A notícia do insólito cacau do cerrado espalhou se. José Cisino Menezes Lopes, também de Barreiras, resolveu testar o desempenho do cacau em sua propriedade, onde ele cultiva bananas. Seus 50 pés piloto, bastante jovens, ainda não deram os primeiros frutos, mas ele soa otimista. “A planta está grande como a peste”, exclama ele, em sua gíria nordestina. “Estou observando para ver se dá certo. A gente está aí para ganhar dinheiro”.
As iniciativas não partem apenas de pequenos agricultores. O presidente da Associação dos Agricultores do Oeste da Bahia (Aiba), Humberto Santa Cruz, foi outro que decidiu testar a viabilidade do cacau em suas terras. Plantou 50 pés que, para sua surpresa, têm ficado carregados o cacau do dirigente sequer é sombreado. A adubação é a mesma que Santa Cruz utiliza em seus 70 hectares de laranja.
Surpreso também com o interesse pelo cacau do cerrado, Santa Cruz pretende apresentar à Fundação de Apoio à Pesquisa e Desenvolvimento do Oeste da Bahia (Fundação BA) a proposta para que a entidade passe a pesquisar os resultados do cacau na região. “Se fosse para exportação, o cacau não estaria bem localizado aqui, mas ele pode ser uma alternativa de diversificação de culturas para o pequeno agricultor”, diz.
“O oeste da Bahia é pioneiro em várias outras frentes. Não conheço um lugar que, três anos de qualquer sinal de instalação de uma usina, já está plantando cana. Quem sabe não é mais uma cultura que vai ser trazida para a região”, afirma o produtor.
As plantações que têm sido feitas longe do litoral sul baiano não têm fôlego para tirar a hegemonia da região como o mais importante centro do cacau brasileiro. Em geral, as iniciativas de cultivo da amêndoa distantes do pólo Ilhéus/Itabuna são feitas em pequenas áreas, mas técnicos da Comissão Executiva do Plano da Lavoura Cacaueira (Ceplac) têm visto se multiplicar as experiências em cidades como Jequié, localizada, no limite entre a caatinga e a Zona da Mata, Ibotirama, na margem direita do rio São Francisco, ou mesmo nas mineiras Jequitinhonha e Janaúba.

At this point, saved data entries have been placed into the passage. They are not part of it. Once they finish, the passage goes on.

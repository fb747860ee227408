//! Generic snapshot store with all-or-nothing dispatch.

use std::{error::Error, fmt, sync::Arc};

use tracing::{debug, trace, warn};

/// A closed set of actions and the transformation they apply to a state value.
///
/// The store hands the reducer a private draft. Anything written to the draft
/// becomes visible only if `reduce` returns `Ok`.
pub trait Reducer {
    /// State value owned by the store.
    type State: Clone;
    /// Actions accepted by [`Store::dispatch`].
    type Action: fmt::Debug;
    /// Notifications emitted alongside a committed state.
    type Event;
    /// Failure reported when an action cannot be applied.
    type Error: Error;

    /// Applies `action` to `draft`, recording events in `out_events`.
    fn reduce(
        &mut self,
        draft: &mut Self::State,
        action: Self::Action,
        out_events: &mut Vec<Self::Event>,
    ) -> Result<(), Self::Error>;
}

/// Handle returned by [`Store::subscribe`].
#[derive(Clone, Copy, Debug, PartialEq, Eq, Hash)]
pub struct SubscriptionId(u64);

type Listener<R> = Box<dyn FnMut(&Arc<<R as Reducer>::State>, &[<R as Reducer>::Event])>;

/// Single owner of a state value that publishes immutable snapshots.
pub struct Store<R: Reducer> {
    reducer: R,
    snapshot: Arc<R::State>,
    listeners: Vec<(SubscriptionId, Listener<R>)>,
    next_subscription: u64,
    revision: u64,
}

impl<R: Reducer> Store<R> {
    /// Creates a store publishing `initial` as its first snapshot.
    #[must_use]
    pub fn new(reducer: R, initial: R::State) -> Self {
        Self {
            reducer,
            snapshot: Arc::new(initial),
            listeners: Vec::new(),
            next_subscription: 0,
            revision: 0,
        }
    }

    /// Returns the current snapshot. Holding it never blocks later dispatches.
    #[must_use]
    pub fn read(&self) -> Arc<R::State> {
        Arc::clone(&self.snapshot)
    }

    /// Number of commits published since construction.
    #[must_use]
    pub const fn revision(&self) -> u64 {
        self.revision
    }

    /// Registers a listener invoked after every commit, in subscription order.
    pub fn subscribe<F>(&mut self, listener: F) -> SubscriptionId
    where
        F: FnMut(&Arc<R::State>, &[R::Event]) + 'static,
    {
        let id = SubscriptionId(self.next_subscription);
        self.next_subscription += 1;
        self.listeners.push((id, Box::new(listener)));
        id
    }

    /// Removes a listener. Returns `false` when the id was not registered.
    pub fn unsubscribe(&mut self, id: SubscriptionId) -> bool {
        let before = self.listeners.len();
        self.listeners.retain(|(registered, _)| *registered != id);
        self.listeners.len() != before
    }

    /// Runs `action` against a fresh draft and publishes it on success.
    ///
    /// On failure the draft and any events it produced are dropped, listeners
    /// are not called and the previous snapshot stays current.
    pub fn dispatch(&mut self, action: R::Action) -> Result<Vec<R::Event>, R::Error> {
        trace!(?action, revision = self.revision, "dispatching");
        let mut draft = (*self.snapshot).clone();
        let mut events = Vec::new();

        if let Err(error) = self.reducer.reduce(&mut draft, action, &mut events) {
            warn!(%error, revision = self.revision, "dispatch rejected");
            return Err(error);
        }

        self.snapshot = Arc::new(draft);
        self.revision += 1;
        debug!(
            revision = self.revision,
            events = events.len(),
            "dispatch committed"
        );

        for (_, listener) in self.listeners.iter_mut() {
            listener(&self.snapshot, &events);
        }

        Ok(events)
    }
}

impl<R: Reducer> fmt::Debug for Store<R> {
    fn fmt(&self, f: &mut fmt::Formatter<'_>) -> fmt::Result {
        f.debug_struct("Store")
            .field("revision", &self.revision)
            .field("listeners", &self.listeners.len())
            .finish_non_exhaustive()
    }
}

A região da Chapada Diamantina também entrou no movimento de descentralização do cacau. Em Nova Redenção, a Ceplac tem acompanhado o projeto da Bagisa, que plantou 1,5 hectare. A primeira colheita, ainda tímida, rendeu 23 arrobas por hectare, mas passou a 55 arrobas na segunda e chegou às atuais 180 arrobas por hectare. “Lá no sul, há quem consiga 70 ou até 80 arrobas por hectare, mas são poucos. A média é de 30 a 40 arrobas. E quem consegue 40 arrobas está muito bem”, diz José Basílio Vieira Leite, agrônomo da Ceplac que acompanha a iniciativa da Bagisa.
Para contrariar os paradigmas das lavouras do litoral sul, o plantação da Bagisa não é sombreada, está sob “pleno sol” e em uma região que recebe de 500 a 600 milímetros de chuvas por ano, concentradas nos meses de dezembro a fevereiro. Na região de Ilhéus, as chuvas são bem distribuídas ao longo do ano e chegam a 1800 milímetros.
Em março, a empresa plantará mais 10 hectares de cacau, e a meta é atingir produtividade de 300 arrobas por hectare quando as plantas atingirem a idade adulta. “E isso é totalmente possível. Já estamos com 180 arrobas mesmo com plantas ainda jovens”, diz Leite. “Se o Estado tiver 15 a 20 mil hectares de cacau com produtividade de 200 arrobas por hectare, não vamos mais precisar importar.